138 Student Living targets new projects
138 Student Living Jamaica Limited (138SL) said its additional public offering (APO) of stocks to the public as of today will set the company on a path to returning more dividends to shareholders while allowing it to target new projects it forecasts will boost revenues up to 50 per cent in the next five years.
The company opens the APO aiming to sell 513,972,784 new shares to raise at least $2.15 billion. It also has the option to upsize the offer 50 per cent to raise an overall $3.2 billion. The stocks are priced at $4.05 for its reserve pool which has 60 per cent of the issue. The other 40 per cent will be priced at $4.40 per share.
“The majority of the funds will be used to reduce the entity’s debt,” Douglas Robinson, vice-president of investment banking at GK Capital Management Limited, told the audience at the APO investor briefing held at the Terra Nova Hotel in St Andrew Thursday. GK Capital Management is the lead broker and arranger of the deal.
Robinson said the aim is to cut the company’s debt in half from the almost $4 billion it now stands to save between $273 million and $467 million annually, giving the entity “breathing room” to redirect the funds to dividend payments and to help fund other projects it is now contemplating. 138SL’s current debt payment hovers around $732 million annually covering interest and principal.
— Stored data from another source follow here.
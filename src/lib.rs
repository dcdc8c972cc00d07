//! Network protocol engine for a small single-address-space kernel.
//!
//! Ethernet, ARP, IPv4, ICMP echo, UDP, a DHCP client and a TCP connection
//! engine, plus IPv6 neighbour discovery on the local link, all owned by one
//! [`net::stack::NetworkStack`] context object.

#![cfg_attr(not(test), no_std)]

extern crate alloc;

//Networking infrastructure
pub mod net;

//Network drivers
pub mod drivers;

//Timers, cancellation and cooperative tasks
pub mod task;

pub use net::stack::{NetworkStack, SharedStack};
//! Device drivers the network stack talks to

pub mod net;
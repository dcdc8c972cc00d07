//! Internet checksum (RFC 1071)
//!
//! One's complement of the one's complement sum of all 16-bit words, odd
//! trailing byte padded with zero. The same accumulator serves the IPv4
//! header, ICMP messages, TCP/UDP segments (with the pseudo-header) and
//! ICMPv6 (with the IPv6 pseudo-header).

use core::net::{Ipv4Addr, Ipv6Addr};

/// Running one's complement sum.
#[derive(Debug, Clone, Copy, Default)]
pub struct Checksum {
    sum: u32,
}

impl Checksum {
    pub const fn new() -> Self {
        Self { sum: 0 }
    }

    pub fn add_u16(&mut self, word: u16) -> &mut Self {
        self.sum += word as u32;
        self.fold();
        self
    }

    /// Add a byte run. An odd trailing byte is treated as the high half of a
    /// zero-padded word, so only the last run handed in may be odd.
    pub fn add_bytes(&mut self, data: &[u8]) -> &mut Self {
        for chunk in data.chunks(2) {
            let word = if chunk.len() == 2 {
                u16::from_be_bytes([chunk[0], chunk[1]])
            } else {
                u16::from_be_bytes([chunk[0], 0])
            };
            self.sum += word as u32;
        }
        self.fold();
        self
    }

    /// Add the IPv4 pseudo-header used by TCP and UDP.
    pub fn add_pseudo_header(
        &mut self,
        src: Ipv4Addr,
        dst: Ipv4Addr,
        protocol: u8,
        length: u16,
    ) -> &mut Self {
        self.add_bytes(&src.octets());
        self.add_bytes(&dst.octets());
        self.add_u16(protocol as u16);
        self.add_u16(length);
        self
    }

    /// Add the IPv6 pseudo-header (RFC 8200 section 8.1).
    pub fn add_pseudo_header_v6(
        &mut self,
        src: Ipv6Addr,
        dst: Ipv6Addr,
        next_header: u8,
        length: u32,
    ) -> &mut Self {
        self.add_bytes(&src.octets());
        self.add_bytes(&dst.octets());
        self.add_u16((length >> 16) as u16);
        self.add_u16(length as u16);
        self.add_u16(next_header as u16);
        self
    }

    fn fold(&mut self) {
        while self.sum >> 16 != 0 {
            self.sum = (self.sum & 0xFFFF) + (self.sum >> 16);
        }
    }

    /// Folded, complemented result ready to be written into a header.
    pub fn finish(&self) -> u16 {
        let mut sum = self.sum;
        while sum >> 16 != 0 {
            sum = (sum & 0xFFFF) + (sum >> 16);
        }
        !(sum as u16)
    }
}

/// Checksum of a plain byte run (IPv4 header, ICMP message).
pub fn internet_checksum(data: &[u8]) -> u16 {
    Checksum::new().add_bytes(data).finish()
}

/// Checksum of a transport segment including the pseudo-header.
pub fn pseudo_header_checksum(src: Ipv4Addr, dst: Ipv4Addr, protocol: u8, segment: &[u8]) -> u16 {
    Checksum::new()
        .add_pseudo_header(src, dst, protocol, segment.len() as u16)
        .add_bytes(segment)
        .finish()
}
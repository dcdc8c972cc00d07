//! In-memory network interface
//!
//! Records every transmitted frame and hands out injected frames from
//! `receive()`, so the stack can be driven without hardware. Frames can also
//! be looped back to emulate a loopback interface.

use alloc::collections::VecDeque;
use alloc::vec::Vec;

use super::{LinkStatus, NetworkDevice, TransmitError};

/// Largest frame accepted for transmit (Ethernet MTU plus header)
const MAX_FRAME_LEN: usize = 1514;

pub struct VirtualNic {
    mac_addr: [u8; 6],
    /// Frames waiting to be "received"
    rx_queue: VecDeque<Vec<u8>>,
    /// Frames the stack sent, oldest first
    tx_log: VecDeque<Vec<u8>>,
    /// Maximum queue size to prevent unbounded memory growth
    max_queue_size: usize,
    /// Echo transmitted frames back into the receive queue
    loopback: bool,
    link: LinkStatus,
}

impl VirtualNic {
    pub fn new(mac_addr: [u8; 6]) -> Self {
        Self::with_queue_size(mac_addr, 64)
    }

    pub fn with_queue_size(mac_addr: [u8; 6], max_queue_size: usize) -> Self {
        Self {
            mac_addr,
            rx_queue: VecDeque::with_capacity(max_queue_size),
            tx_log: VecDeque::new(),
            max_queue_size,
            loopback: false,
            link: LinkStatus::Up,
        }
    }

    /// Loopback device: all-zero MAC, every transmitted frame comes back.
    pub fn loopback() -> Self {
        let mut nic = Self::new([0; 6]);
        nic.loopback = true;
        nic
    }

    /// Queue a frame for the next `receive()`. Returns `false` when full.
    pub fn inject(&mut self, frame: Vec<u8>) -> bool {
        if self.rx_queue.len() >= self.max_queue_size {
            return false;
        }
        self.rx_queue.push_back(frame);
        true
    }

    /// Drain everything transmitted so far.
    pub fn take_transmitted(&mut self) -> Vec<Vec<u8>> {
        self.tx_log.drain(..).collect()
    }

    pub fn transmitted_count(&self) -> usize {
        self.tx_log.len()
    }

    pub fn set_link_status(&mut self, link: LinkStatus) {
        self.link = link;
    }
}

impl NetworkDevice for VirtualNic {
    fn mac_address(&self) -> [u8; 6] {
        self.mac_addr
    }

    fn transmit(&mut self, packet: &[u8]) -> Result<(), TransmitError> {
        if self.link == LinkStatus::Down {
            return Err(TransmitError::NotReady);
        }
        if packet.len() > MAX_FRAME_LEN {
            return Err(TransmitError::PacketTooLarge);
        }

        if self.loopback {
            if self.rx_queue.len() >= self.max_queue_size {
                return Err(TransmitError::BufferFull);
            }
            self.rx_queue.push_back(packet.to_vec());
        }
        self.tx_log.push_back(packet.to_vec());
        Ok(())
    }

    fn receive(&mut self) -> Option<Vec<u8>> {
        self.rx_queue.pop_front()
    }

    fn link_status(&self) -> LinkStatus {
        self.link
    }

    fn device_name(&self) -> &str {
        if self.loopback { "lo (loopback)" } else { "vnic0" }
    }

    fn is_ready(&self) -> bool {
        self.link != LinkStatus::Down
    }
}
impl fmt::Display for InterfaceInfo {
    fn fmt(&self, f: &mut fmt::Formatter<'_>) -> fmt::Result {
        writeln!(f, "{}: link {:?}", self.name, self.link)?;
        writeln!(f, "  MAC:        {}", self.mac)?;
        writeln!(f, "  IPv6:       {}", self.ipv6_link_local)?;
        if self.ip.is_unspecified() {
            return writeln!(f, "  IP Address: not configured");
        }
        writeln!(f, "  IP Address: {}", self.ip)?;
        writeln!(f, "  Netmask:    {}", self.netmask)?;
        writeln!(f, "  Gateway:    {}", self.gateway)
    }
}

pub struct NetworkStack<D: NetworkDevice> {
    device: D,
    config: StackConfig,
    mac: MacAddr,
    routing: RoutingConfig,
    next_ip_id: u16,
    arp: ArpCache,
    ipv6: Ipv6Addresses,
    neighbors: NeighborCache,
    firewall: Firewall,
    dhcp: DhcpClient,
    ping: Option<PingSession>,
    last_ping: Option<PingStats>,
    tcp: TcpEngine,
    /// Time of the most recent `tick`
    now_ms: u64,
}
The company projects that a decline in its finance costs will improve its profitability by $111 million to $181 million by the end of its 2025 financial year. 138SL’s financial year runs from October 1 to September 30.
“We are projecting, based on the APO prices, a dividend yield of somewhere between 8.3 per cent and 10.2 per cent. That is significant. That will be one of the highest dividend yield stocks,” Robinson continued. By comparison, the Jamaica Stock Exchange’s (JSE) main market has an average dividend yield of 3.24 per cent. Real estate companies listed on the JSE have an average dividend yield of 3.11 per cent. The company targets paying out up to 90 per cent of distributable earnings as dividends each year. It said it wants to be one of the top five dividend-yielding companies on the JSE.
“We are bringing this company to the next stage of returning capital to shareholders,” Robinson noted.
But, as the company seeks to woo additional shareholders to put their money and trust in its principals, it also outlines its vision, at least for the next five years.
The company which started operating in 2014 as a start-up, building student accommodation on the Mona campus of The University of the West Indies under a concession agreement which guarantees to take up 90 per cent of available rooms or pay any shortfall, said it is eyeing even greater opportunities between now and the end of the current decade. The entity currently operates four halls – Irvine Hall, Leslie Robinson Hall, George Alleyne Hall and Gerald Lalor Flats – with 1,464 rooms and 1,800 beds.
“As far as immediate, we have an opportunity… over the next 12 to 18 months to bring online another 144 rooms at The UWI (Mona) campus,” Ian Persaud, chairman of 138SL, told the audience. That is in reference to expansion planned at the Leslie Robinson Hall at The UWI Mona. At The UWI, 138SL has the right of first refusal for construction of new student accommodation. Persaud said other opportunities for student housing exist in Jamaica at other universities which will also be pursued.
Still, it is not only focusing its gaze at Jamaica or student housing alone.
“I have been looking at at least one opportunity overseas,” Persaud said, without elaborating. His fellow director, John Lee, went further. He said the company also has its eyes on building student accommodation in St Kitts and Grenada which have large concentrations of foreign students.
“They pose issues primarily political, but they are not insurmountable and we at 138 continue to explore the expansion of our brand in those countries,” Lee said.
He added that there are other opportunities outside the Caribbean but hinted that the returns will be lower than the 15 per cent real return the company is now guaranteed in the concession agreement it has with the University of the West Indies, Mona.
“I would guesstimate that maybe over the next five years just in our core business, we could be looking at topline growth anywhere from a low of 25 per cent to as high as 50 per cent, just in terms of student housing,” Persaud outlined. He said the company is also pursuing public-private partnerships (PPPs) with the Government of Jamaica and has been negotiating over the past two years to that end.
“We are looking at growth opportunities organically in terms of student housing, but, strategically as well, we have our eyes open in areas that we understand PPP type arrangements that could be significant for 138. We are looking at those opportunities as well,” Persaud said.
“We are well-placed to venture into other areas using the concession agreement as our base. These areas can be what we refer to as user-pay, such as student housing where, literally, the user pays or we could go into availability pay, where the Government will pay us directly to provide services for hospitals, prisons and schools. The possibility for 138 is extremely endless because these areas such as hospitals, prisons and schools are literally untapped in the Jamaican market, in terms of the private sector stepping in,” Lee said, adding that growth from PPPs alone could double 138SL’s revenues in the next five years.